§ What you need to do: Write out every entry exactly as it appears.

*** Given records ***

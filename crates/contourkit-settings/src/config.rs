//! Configuration for ContourKit
//!
//! Provides configuration file handling and validation.
//! Supports JSON and TOML file formats; the default location is
//! `<config dir>/contourkit/config.toml`.
//!
//! Configuration is organized into sections:
//! - Clearance heights used when rewriting retracts and plunges
//! - Input and output file locations

use contourkit_core::SafetyHeights;
use serde::{Deserialize, Serialize};
use std::path::{Path, PathBuf};
use tracing::debug;

use crate::error::{SettingsError, SettingsResult};

/// Application directory under the platform config directory
const APP_DIR: &str = "contourkit";

/// Default config file name
const CONFIG_FILE: &str = "config.toml";

/// Serialized file format, chosen by extension
#[derive(Debug, Clone, Copy, PartialEq, Eq)]
enum ConfigFormat {
    Json,
    Toml,
}

impl ConfigFormat {
    fn from_path(path: &Path) -> SettingsResult<Self> {
        match path.extension().and_then(|ext| ext.to_str()) {
            Some(ext) if ext.eq_ignore_ascii_case("json") => Ok(Self::Json),
            Some(ext) if ext.eq_ignore_ascii_case("toml") => Ok(Self::Toml),
            other => Err(SettingsError::UnsupportedFormat(
                other.unwrap_or("<none>").to_string(),
            )),
        }
    }
}

/// Input and output file locations
#[derive(Debug, Clone, PartialEq, Serialize, Deserialize)]
#[serde(default)]
pub struct FileSettings {
    /// Height profile (EPS path data, millimeters)
    pub profile: PathBuf,
    /// Flat ShopBot sketch
    pub sketch: PathBuf,
    /// Projected 3D sketch
    pub output: PathBuf,
    /// Optional CSV dump of the unit-converted profile table
    #[serde(skip_serializing_if = "Option::is_none")]
    pub profile_csv: Option<PathBuf>,
}

impl Default for FileSettings {
    fn default() -> Self {
        Self {
            profile: PathBuf::from("Profile_Curve.eps"),
            sketch: PathBuf::from("STOS_Curves.sbp"),
            output: PathBuf::from("STOS_Curves_3D.sbp"),
            profile_csv: None,
        }
    }
}

/// Complete application configuration
#[derive(Debug, Clone, Default, PartialEq, Serialize, Deserialize)]
#[serde(default)]
pub struct Config {
    /// Clearance heights (inches)
    pub heights: SafetyHeights,
    /// File locations
    pub files: FileSettings,
}

impl Config {
    /// Default config file location, if the platform has a config directory
    pub fn default_path() -> Option<PathBuf> {
        dirs::config_dir().map(|dir| dir.join(APP_DIR).join(CONFIG_FILE))
    }

    /// Load an explicit config file, else the default one if present, else defaults
    pub fn load_or_default(explicit: Option<&Path>) -> SettingsResult<Self> {
        if let Some(path) = explicit {
            return Self::load_from_file(path);
        }

        match Self::default_path() {
            Some(path) if path.is_file() => Self::load_from_file(&path),
            _ => {
                debug!("No config file found, using defaults");
                Ok(Self::default())
            }
        }
    }

    /// Load config from file (JSON or TOML)
    pub fn load_from_file(path: &Path) -> SettingsResult<Self> {
        let format = ConfigFormat::from_path(path)?;
        let content = std::fs::read_to_string(path).map_err(|e| SettingsError::LoadError {
            path: path.display().to_string(),
            reason: e.to_string(),
        })?;

        let config: Self = match format {
            ConfigFormat::Json => serde_json::from_str(&content)?,
            ConfigFormat::Toml => toml::from_str(&content)?,
        };

        config.validate()?;
        debug!(path = %path.display(), "Config loaded");
        Ok(config)
    }

    /// Save config to file (JSON or TOML)
    pub fn save_to_file(&self, path: &Path) -> SettingsResult<()> {
        self.validate()?;

        let content = match ConfigFormat::from_path(path)? {
            ConfigFormat::Json => serde_json::to_string_pretty(self)?,
            ConfigFormat::Toml => toml::to_string_pretty(self)?,
        };

        if let Some(parent) = path.parent().filter(|p| !p.as_os_str().is_empty()) {
            std::fs::create_dir_all(parent)?;
        }

        std::fs::write(path, content).map_err(|e| SettingsError::SaveError {
            path: path.display().to_string(),
            reason: e.to_string(),
        })?;

        Ok(())
    }

    /// Validate configuration
    pub fn validate(&self) -> SettingsResult<()> {
        self.heights
            .validate()
            .map_err(|reason| SettingsError::InvalidSetting {
                key: "heights".to_string(),
                reason,
            })?;

        for (key, path) in [
            ("files.profile", &self.files.profile),
            ("files.sketch", &self.files.sketch),
            ("files.output", &self.files.output),
        ] {
            if path.as_os_str().is_empty() {
                return Err(SettingsError::InvalidSetting {
                    key: key.to_string(),
                    reason: "path must not be empty".to_string(),
                });
            }
        }

        if self.files.output == self.files.sketch {
            return Err(SettingsError::InvalidSetting {
                key: "files.output".to_string(),
                reason: "output would overwrite the input sketch".to_string(),
            });
        }

        Ok(())
    }
}
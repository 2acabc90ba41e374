//! Two-tier clearance heights
//!
//! Travel between separate cut passes happens at the fixture-safe height,
//! measured above the deepest cut of the whole curve. Plunges into a cut
//! stop at the material-safe height above that cut's start depth.

use serde::{Deserialize, Serialize};

/// Default clearance above the deepest cut (inches)
pub const DEFAULT_FIXTURE_SAFE_HEIGHT: f64 = 0.5;

/// Default clearance above a cut's start depth (inches)
pub const DEFAULT_MATERIAL_SAFE_HEIGHT: f64 = 0.25;

/// Clearance heights used when rewriting retracts and plunges
#[derive(Debug, Clone, Copy, PartialEq, Serialize, Deserialize)]
#[serde(default)]
pub struct SafetyHeights {
    /// Clearance above the deepest cut, for travel between cut passes
    pub fixture_safe_height: f64,
    /// Clearance above an individual cut's start depth, for local plunges
    pub material_safe_height: f64,
}

impl Default for SafetyHeights {
    fn default() -> Self {
        Self {
            fixture_safe_height: DEFAULT_FIXTURE_SAFE_HEIGHT,
            material_safe_height: DEFAULT_MATERIAL_SAFE_HEIGHT,
        }
    }
}

impl SafetyHeights {
    /// Create a new set of clearance heights
    pub fn new(fixture_safe_height: f64, material_safe_height: f64) -> Self {
        Self {
            fixture_safe_height,
            material_safe_height,
        }
    }

    /// Travel height given the deepest cut
    pub fn fixture_height(&self, z_max: f64) -> f64 {
        z_max + self.fixture_safe_height
    }

    /// Plunge target given the depth of the cut that follows
    pub fn material_height(&self, cut_depth: f64) -> f64 {
        cut_depth + self.material_safe_height
    }

    /// Check that both heights are finite and non-negative
    pub fn validate(&self) -> Result<(), String> {
        for (name, value) in [
            ("fixture_safe_height", self.fixture_safe_height),
            ("material_safe_height", self.material_safe_height),
        ] {
            if !value.is_finite() || value < 0.0 {
                return Err(format!("{} must be a non-negative number, got {}", name, value));
            }
        }
        Ok(())
    }
}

***

§ Problem solution:
filename crates/contourkit-settings/src/config.rs
//! Configuration for ContourKit
//!
//! Provides configuration file handling and validation.
//! Supports JSON and TOML file formats; the default location is
//! `<config dir>/contourkit/config.toml`.
//!
//! Configuration is organized into sections:
//! - Clearance heights used when rewriting retracts and plunges
//! - Input and output file locations

use contourkit_core::SafetyHeights;
use serde::{Deserialize, Serialize};
use std::path::{Path, PathBuf};
use tracing::debug;

use crate::error::{SettingsError, SettingsResult};

/// Application directory under the platform config directory
const APP_DIR: &str = "contourkit";

/// Default config file name
const CONFIG_FILE: &str = "config.toml";

/// Serialized file format, chosen by extension
#[derive(Debug, Clone, Copy, PartialEq, Eq)]
enum ConfigFormat {
    Json,
    Toml,
}

impl ConfigFormat {
    fn from_path(path: &Path) -> SettingsResult<Self> {
        match path.extension().and_then(|ext| ext.to_str()) {
            Some(ext) if ext.eq_ignore_ascii_case("json") => Ok(Self::Json),
            Some(ext) if ext.eq_ignore_ascii_case("toml") => Ok(Self::Toml),
            other => Err(SettingsError::UnsupportedFormat(
                other.unwrap_or("<none>").to_string(),
            )),
        }
    }
}

/// Input and output file locations
#[derive(Debug, Clone, PartialEq, Serialize, Deserialize)]
#[serde(default)]
pub struct FileSettings {
    /// Height profile (EPS path data, millimeters)
    pub profile: PathBuf,
    /// Flat ShopBot sketch
    pub sketch: PathBuf,
    /// Projected 3D sketch
    pub output: PathBuf,
    /// Optional CSV dump of the unit-converted profile table
    #[serde(skip_serializing_if = "Option::is_none")]
    pub profile_csv: Option<PathBuf>,
}

impl Default for FileSettings {
    fn default() -> Self {
        Self {
            profile: PathBuf::from("Profile_Curve.eps"),
            sketch: PathBuf::from("STOS_Curves.sbp"),
            output: PathBuf::from("STOS_Curves_3D.sbp"),
            profile_csv: None,
        }
    }
}

/// Complete application configuration
#[derive(Debug, Clone, Default, PartialEq, Serialize, Deserialize)]
#[serde(default)]
pub struct Config {
    /// Clearance heights (inches)
    pub heights: SafetyHeights,
    /// File locations
    pub files: FileSettings,
}

impl Config {
    /// Default config file location, if the platform has a config directory
    pub fn default_path() -> Option<PathBuf> {
        dirs::config_dir().map(|dir| dir.join(APP_DIR).join(CONFIG_FILE))
    }

    /// Load an explicit config file, else the default one if present, else defaults
    pub fn load_or_default(explicit: Option<&Path>) -> SettingsResult<Self> {
        if let Some(path) = explicit {
            return Self::load_from_file(path);
        }

        match Self::default_path() {
            Some(path) if path.is_file() => Self::load_from_file(&path),
            _ => {
                debug!("No config file found, using defaults");
                Ok(Self::default())
            }
        }
    }

    /// Load config from file (JSON or TOML)
    pub fn load_from_file(path: &Path) -> SettingsResult<Self> {
        let format = ConfigFormat::from_path(path)?;
        let content = std::fs::read_to_string(path).map_err(|e| SettingsError::LoadError {
            path: path.display().to_string(),
            reason: e.to_string(),
        })?;

        let config: Self = match format {
            ConfigFormat::Json => serde_json::from_str(&content)?,
            ConfigFormat::Toml => toml::from_str(&content)?,
        };

        config.validate()?;
        debug!(path = %path.display(), "Config loaded");
        Ok(config)
    }

    /// Save config to file (JSON or TOML)
    pub fn save_to_file(&self, path: &Path) -> SettingsResult<()> {
        self.validate()?;

        let content = match ConfigFormat::from_path(path)? {
            ConfigFormat::Json => serde_json::to_string_pretty(self)?,
            ConfigFormat::Toml => toml::to_string_pretty(self)?,
        };

        if let Some(parent) = path.parent().filter(|p| !p.as_os_str().is_empty()) {
            std::fs::create_dir_all(parent)?;
        }

        std::fs::write(path, content).map_err(|e| SettingsError::SaveError {
            path: path.display().to_string(),
            reason: e.to_string(),
        })?;

        Ok(())
    }

    /// Validate configuration
    pub fn validate(&self) -> SettingsResult<()> {
        self.heights
            .validate()
            .map_err(|reason| SettingsError::InvalidSetting {
                key: "heights".to_string(),
                reason,
            })?;

        for (key, path) in [
            ("files.profile", &self.files.profile),
            ("files.sketch", &self.files.sketch),
            ("files.output", &self.files.output),
        ] {
            if path.as_os_str().is_empty() {
                return Err(SettingsError::InvalidSetting {
                    key: key.to_string(),
                    reason: "path must not be empty".to_string(),
                });
            }
        }

        if self.files.output == self.files.sketch {
            return Err(SettingsError::InvalidSetting {
                key: "files.output".to_string(),
                reason: "output would overwrite the input sketch".to_string(),
            });
        }

        Ok(())
    }
}
repository 2acabc90ba41e374
//! Two-tier clearance heights
//!
//! Travel between separate cut passes happens at the fixture-safe height,
//! measured above the deepest cut of the whole curve. Plunges into a cut
//! stop at the material-safe height above that cut's start depth.

use serde::{Deserialize, Serialize};

/// Default clearance above the deepest cut (inches)
pub const DEFAULT_FIXTURE_SAFE_HEIGHT: f64 = 0.5;

/// Default clearance above a cut's start depth (inches)
pub const DEFAULT_MATERIAL_SAFE_HEIGHT: f64 = 0.25;

/// Clearance heights used when rewriting retracts and plunges
#[derive(Debug, Clone, Copy, PartialEq, Serialize, Deserialize)]
#[serde(default)]
pub struct SafetyHeights {
    /// Clearance above the deepest cut, for travel between cut passes
    pub fixture_safe_height: f64,
    /// Clearance above an individual cut's start depth, for local plunges
    pub material_safe_height: f64,
}

impl Default for SafetyHeights {
    fn default() -> Self {
        Self {
            fixture_safe_height: DEFAULT_FIXTURE_SAFE_HEIGHT,
            material_safe_height: DEFAULT_MATERIAL_SAFE_HEIGHT,
        }
    }
}

impl SafetyHeights {
    /// Create a new set of clearance heights
    pub fn new(fixture_safe_height: f64, material_safe_height: f64) -> Self {
        Self {
            fixture_safe_height,
            material_safe_height,
        }
    }

    /// Travel height given the deepest cut
    pub fn fixture_height(&self, z_max: f64) -> f64 {
        z_max + self.fixture_safe_height
    }

    /// Plunge target given the depth of the cut that follows
    pub fn material_height(&self, cut_depth: f64) -> f64 {
        cut_depth + self.material_safe_height
    }

    /// Check that both heights are finite and non-negative
    pub fn validate(&self) -> Result<(), String> {
        for (name, value) in [
            ("fixture_safe_height", self.fixture_safe_height),
            ("material_safe_height", self.material_safe_height),
        ] {
            if !value.is_finite() || value < 0.0 {
                return Err(format!("{} must be a non-negative number, got {}", name, value));
            }
        }
        Ok(())
    }
}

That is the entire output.